In this arrangement, the entertainment industry (side by side with the cyberspace) delivers a variety of mixed messages and philosophical ideas and ideologies embedded in glaring images and powerful sound bites most of which are deliberately interwoven to challenge the prevailing religious or philosophical pre-conditioning of a given audience. This has so far resulted into the emergence of a new culture most particularly finding its home among the younger generations. Most of these young ones are now being gradually converted to a variety of philosophical and religious ideas however logically irreconcilable, causing them to lose the capacity to stay long enough to pay attention to messages delivered in conventional fashion oftentimes devoid of any visual aids.
We are therefore witnessing today the emergence of an image-driven generation quickly replacing that of a text-oriented one. To recall what communications theorist Marshall McLuhan popularized more than a decade ago, we have now entered a point in history where the medium itself is the message.

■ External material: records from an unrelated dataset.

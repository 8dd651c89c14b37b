//! Integration tests for work materialization.
//!
//! Each test seeds a [`MemoryStore`], runs `ensure_work` for a binding and
//! inspects the works that land in the execution spaces.

use std::collections::BTreeMap;

use fanout_api::constants::{
    APPLIED_CLUSTER_OVERRIDES_ANNOTATION, APPLIED_OVERRIDES_ANNOTATION,
    CLUSTER_RESOURCE_BINDING_LABEL, EXECUTION_CONTROLLER_FINALIZER, REPLICAS_PATH,
    RESOURCE_BINDING_NAMESPACE_LABEL, RESOURCE_BINDING_NAME_LABEL, WORK_NAMESPACE_LABEL,
    WORK_NAME_LABEL,
};
use fanout_api::{Binding, Work, Workload};
use fanout_binding_controller::materializer::{ensure_work, MaterializeOptions};
use fanout_binding_controller::overrides::{NoOverrides, StaticOverride, StaticOverrides};
use fanout_binding_controller::store::MemoryStore;
use fanout_binding_controller::ControllerError;
use fanout_names::{execution_space_name, work_name};
use fanout_testing::{
    cluster, cluster_resource_binding, cluster_role, deployment, label_set, resource_binding,
    weight_policy,
};

async fn seeded_store(workload: &Workload) -> MemoryStore {
    let store = MemoryStore::new();
    store.insert_workload(workload.clone()).await;
    for name in ["A", "B", "C"] {
        store.insert_cluster(cluster(name, &[])).await;
    }
    store
}

async fn ensure(store: &MemoryStore, binding: &Binding, workload: &Workload) {
    ensure_work(
        store,
        &NoOverrides,
        &MaterializeOptions::default(),
        binding,
        workload,
    )
    .await
    .unwrap();
}

/// Replica count of the single manifest in each work, keyed by cluster.
async fn replicas_by_cluster(store: &MemoryStore) -> BTreeMap<String, Option<i64>> {
    store
        .works()
        .await
        .iter()
        .map(|work| {
            let cluster = fanout_names::cluster_name_from_execution_space(&work.metadata.namespace)
                .unwrap();
            (cluster, manifest(work).nested_i64(&REPLICAS_PATH).unwrap())
        })
        .collect()
}

fn manifest(work: &Work) -> &Workload {
    &work.spec.workload.manifests[0]
}

#[tokio::test]
async fn test_work_identity_and_labels() {
    let workload = deployment("prod", "web", 3);
    let store = seeded_store(&workload).await;
    let binding = resource_binding(&workload, &[("A", 0)]);

    ensure(&store, &binding, &workload).await;

    let works = store.works().await;
    assert_eq!(works.len(), 1);
    let work = &works[0];

    let expected_space = execution_space_name("A").unwrap();
    let expected_name = work_name("Deployment", "web", "prod").unwrap();
    assert_eq!(work.metadata.namespace, expected_space);
    assert_eq!(work.metadata.name, expected_name);
    assert_eq!(
        work.metadata.labels,
        label_set(&[
            (RESOURCE_BINDING_NAMESPACE_LABEL, "prod"),
            (RESOURCE_BINDING_NAME_LABEL, "web-deployment"),
        ])
    );
    assert_eq!(
        work.metadata.finalizers,
        vec![EXECUTION_CONTROLLER_FINALIZER.to_string()]
    );
    assert!(work.metadata.annotations.is_empty());

    let labels = manifest(work).labels();
    assert_eq!(labels.get("app").map(String::as_str), Some("web"));
    assert_eq!(labels.get(WORK_NAMESPACE_LABEL), Some(&expected_space));
    assert_eq!(labels.get(WORK_NAME_LABEL), Some(&expected_name));
    assert_eq!(
        labels.get(RESOURCE_BINDING_NAME_LABEL).map(String::as_str),
        Some("web-deployment")
    );
}

#[tokio::test]
async fn test_no_policy_keeps_replicas() {
    let workload = deployment("prod", "web", 3);
    let store = seeded_store(&workload).await;
    let binding = resource_binding(&workload, &[("A", 0), ("B", 0)]);

    ensure(&store, &binding, &workload).await;

    let expected: BTreeMap<_, _> = [("A".to_string(), Some(3)), ("B".to_string(), Some(3))].into();
    assert_eq!(replicas_by_cluster(&store).await, expected);
}

#[tokio::test]
async fn test_policy_splits_replicas() {
    let workload = deployment("prod", "web", 3);
    let store = seeded_store(&workload).await;
    store
        .insert_policy(weight_policy("prod", "even", 10, &[("A", 1), ("B", 1), ("C", 1)]))
        .await;
    let binding = resource_binding(&workload, &[("A", 0), ("B", 0), ("C", 0)]);

    ensure(&store, &binding, &workload).await;

    let expected: BTreeMap<_, _> = [
        ("A".to_string(), Some(4)),
        ("B".to_string(), Some(3)),
        ("C".to_string(), Some(3)),
    ]
    .into();
    assert_eq!(replicas_by_cluster(&store).await, expected);
}

#[tokio::test]
async fn test_first_policy_by_name_wins() {
    let workload = deployment("prod", "web", 3);
    let store = seeded_store(&workload).await;
    store
        .insert_policy(weight_policy("prod", "b-policy", 6, &[("A", 1), ("B", 1)]))
        .await;
    store
        .insert_policy(weight_policy("prod", "a-policy", 6, &[("A", 2)]))
        .await;
    let binding = resource_binding(&workload, &[("A", 0), ("B", 0)]);

    ensure(&store, &binding, &workload).await;

    let expected: BTreeMap<_, _> = [("A".to_string(), Some(6)), ("B".to_string(), Some(0))].into();
    assert_eq!(replicas_by_cluster(&store).await, expected);
}

#[tokio::test]
async fn test_policy_in_other_namespace_is_ignored() {
    let workload = deployment("prod", "web", 3);
    let store = seeded_store(&workload).await;
    store
        .insert_policy(weight_policy("staging", "all-a", 10, &[("A", 1)]))
        .await;
    let binding = resource_binding(&workload, &[("A", 0), ("B", 0)]);

    ensure(&store, &binding, &workload).await;

    let expected: BTreeMap<_, _> = [("A".to_string(), Some(3)), ("B".to_string(), Some(3))].into();
    assert_eq!(replicas_by_cluster(&store).await, expected);
}

#[tokio::test]
async fn test_scheduled_replicas_win_over_policy() {
    let workload = deployment("prod", "web", 3);
    let store = seeded_store(&workload).await;
    store
        .insert_policy(weight_policy("prod", "even", 10, &[("A", 1), ("B", 1)]))
        .await;
    let binding = resource_binding(&workload, &[("A", 2), ("B", 5)]);

    ensure(&store, &binding, &workload).await;

    let expected: BTreeMap<_, _> = [("A".to_string(), Some(2)), ("B".to_string(), Some(5))].into();
    assert_eq!(replicas_by_cluster(&store).await, expected);
}

#[tokio::test]
async fn test_second_pass_writes_nothing() {
    let workload = deployment("prod", "web", 3);
    let store = seeded_store(&workload).await;
    store
        .insert_policy(weight_policy("prod", "even", 10, &[("A", 1), ("B", 1)]))
        .await;
    let binding = resource_binding(&workload, &[("A", 0), ("B", 0)]);

    ensure(&store, &binding, &workload).await;
    let writes = store.write_count();
    let before = store.works().await;

    ensure(&store, &binding, &workload).await;
    assert_eq!(store.write_count(), writes);
    assert_eq!(store.works().await, before);
}

#[tokio::test]
async fn test_changed_workload_updates_work() {
    let workload = deployment("prod", "web", 3);
    let store = seeded_store(&workload).await;
    let binding = resource_binding(&workload, &[("A", 0)]);
    ensure(&store, &binding, &workload).await;
    let created = store.works().await.remove(0);

    let scaled = deployment("prod", "web", 7);
    store.insert_workload(scaled.clone()).await;
    ensure(&store, &binding, &scaled).await;

    let updated = store.works().await.remove(0);
    assert_eq!(updated.metadata.uid, created.metadata.uid);
    assert_ne!(
        updated.metadata.resource_version,
        created.metadata.resource_version
    );
    assert_eq!(manifest(&updated).nested_i64(&REPLICAS_PATH).unwrap(), Some(7));
}

#[tokio::test]
async fn test_cluster_scoped_binding() {
    let workload = cluster_role("reader");
    let store = seeded_store(&workload).await;
    let binding = cluster_resource_binding(&workload, &[("A", 0)]);

    ensure(&store, &binding, &workload).await;

    let works = store.works().await;
    assert_eq!(works.len(), 1);
    assert_eq!(
        works[0].metadata.name,
        work_name("ClusterRole", "reader", "").unwrap()
    );
    assert_eq!(
        works[0].metadata.labels,
        label_set(&[(CLUSTER_RESOURCE_BINDING_LABEL, "reader-clusterrole")])
    );
    assert!(manifest(&works[0]).nested(&REPLICAS_PATH).is_none());
}

#[tokio::test]
async fn test_overrides_are_applied_and_recorded() {
    let workload = deployment("prod", "web", 3);
    let store = seeded_store(&workload).await;
    let binding = resource_binding(&workload, &[("A", 0), ("B", 0)]);
    let overrides = StaticOverrides::new(vec![
        StaticOverride {
            policy_name: "region".to_string(),
            cluster_wide: true,
            cluster_names: vec!["A".to_string()],
            labels: label_set(&[("region", "eu")]),
        },
        StaticOverride {
            policy_name: "team".to_string(),
            cluster_wide: false,
            cluster_names: vec![],
            labels: label_set(&[("team", "web")]),
        },
    ]);

    ensure_work(
        &store,
        &overrides,
        &MaterializeOptions::default(),
        &binding,
        &workload,
    )
    .await
    .unwrap();

    let works: BTreeMap<_, _> = store
        .works()
        .await
        .into_iter()
        .map(|w| (w.metadata.namespace.clone(), w))
        .collect();

    let in_a = &works[&execution_space_name("A").unwrap()];
    assert_eq!(
        manifest(in_a).labels().get("region").map(String::as_str),
        Some("eu")
    );
    assert!(in_a
        .metadata
        .annotations
        .contains_key(APPLIED_CLUSTER_OVERRIDES_ANNOTATION));
    assert!(in_a
        .metadata
        .annotations
        .contains_key(APPLIED_OVERRIDES_ANNOTATION));

    let in_b = &works[&execution_space_name("B").unwrap()];
    assert!(!manifest(in_b).labels().contains_key("region"));
    assert!(!in_b
        .metadata
        .annotations
        .contains_key(APPLIED_CLUSTER_OVERRIDES_ANNOTATION));
    let recorded: serde_json::Value =
        serde_json::from_str(&in_b.metadata.annotations[APPLIED_OVERRIDES_ANNOTATION]).unwrap();
    assert_eq!(recorded[0]["policyName"], "team");
}

#[tokio::test]
async fn test_failure_aborts_remaining_clusters() {
    let workload = deployment("prod", "web", 3);
    let store = seeded_store(&workload).await;
    store
        .fail_writes_in(&execution_space_name("B").unwrap())
        .await;
    let binding = resource_binding(&workload, &[("A", 0), ("B", 0), ("C", 0)]);

    let err = ensure_work(
        &store,
        &NoOverrides,
        &MaterializeOptions::default(),
        &binding,
        &workload,
    )
    .await
    .unwrap_err();

    match err {
        ControllerError::EnsureWork { cluster, .. } => assert_eq!(cluster, "B"),
        other => panic!("unexpected error: {other}"),
    }

    let spaces: Vec<String> = store
        .works()
        .await
        .into_iter()
        .map(|w| w.metadata.namespace)
        .collect();
    assert_eq!(spaces, vec![execution_space_name("A").unwrap()]);
}

#[tokio::test]
async fn test_invalid_cluster_name_fails() {
    let workload = deployment("prod", "web", 3);
    let store = seeded_store(&workload).await;
    let binding = resource_binding(&workload, &[("", 0)]);

    let err = ensure_work(
        &store,
        &NoOverrides,
        &MaterializeOptions::default(),
        &binding,
        &workload,
    )
    .await
    .unwrap_err();

    assert!(matches!(err, ControllerError::EnsureWork { .. }));
    assert!(store.works().await.is_empty());
}

#[tokio::test]
async fn test_missing_cluster_reports_binding_context() {
    let workload = deployment("prod", "web", 3);
    let store = seeded_store(&workload).await;
    store
        .insert_policy(weight_policy("prod", "even", 10, &[("A", 1), ("D", 1)]))
        .await;
    let binding = resource_binding(&workload, &[("A", 0), ("D", 0)]);

    let err = ensure_work(
        &store,
        &NoOverrides,
        &MaterializeOptions::default(),
        &binding,
        &workload,
    )
    .await
    .unwrap_err();

    match &err {
        ControllerError::DesiredReplicas {
            binding, workload, ..
        } => {
            assert_eq!(binding, "prod/web-deployment");
            assert_eq!(workload, "Deployment prod/web");
        }
        other => panic!("unexpected error: {other}"),
    }
    assert!(err.to_string().contains("cluster D not found"));
    assert!(store.works().await.is_empty());
}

Where the medium is the message, most especially in the context of this so-called great age of information technology, there technically follows only a relatively small allowance reserved for thinking. For before we know it, the medium has already done its thinking for us. Our primary role in this arrangement is practically reduced to that of simply watching and listening; to be stricken with awe from time to time as the film is rolling; to be involved emotionally as the story unfolds line after line; sometimes to be shocked or be caught by surprise, depending on the degree of our emotional involvement at the moment; but very seldom to think.
- William E. Brown, “Theology in A Postmodern Culture: Implications of a Video-Dependent Society” in David Dockery, ed., The Challenge of Postmodernism: An Evangelical Engagement (Wheaton, IL: Victor, 1995), 318-19.
- Marshall McLuhan, Understanding Media: The Extensions of Man (Cambridge: MIT, reprint 1994), 7-21.
- Chuck Swindoll, “Wanted: Thinkers” in Insight for Today: A Daily Devotional from Chuck Swindoll, April 26, 2010.
- Neil Postman, Amusing Ourselves to Death (New York: Penguin, 1985), 77.
- Ravi Zacharias, Can Man Live Without God (Nashville, TN: W Publishing Group, 1994), 73.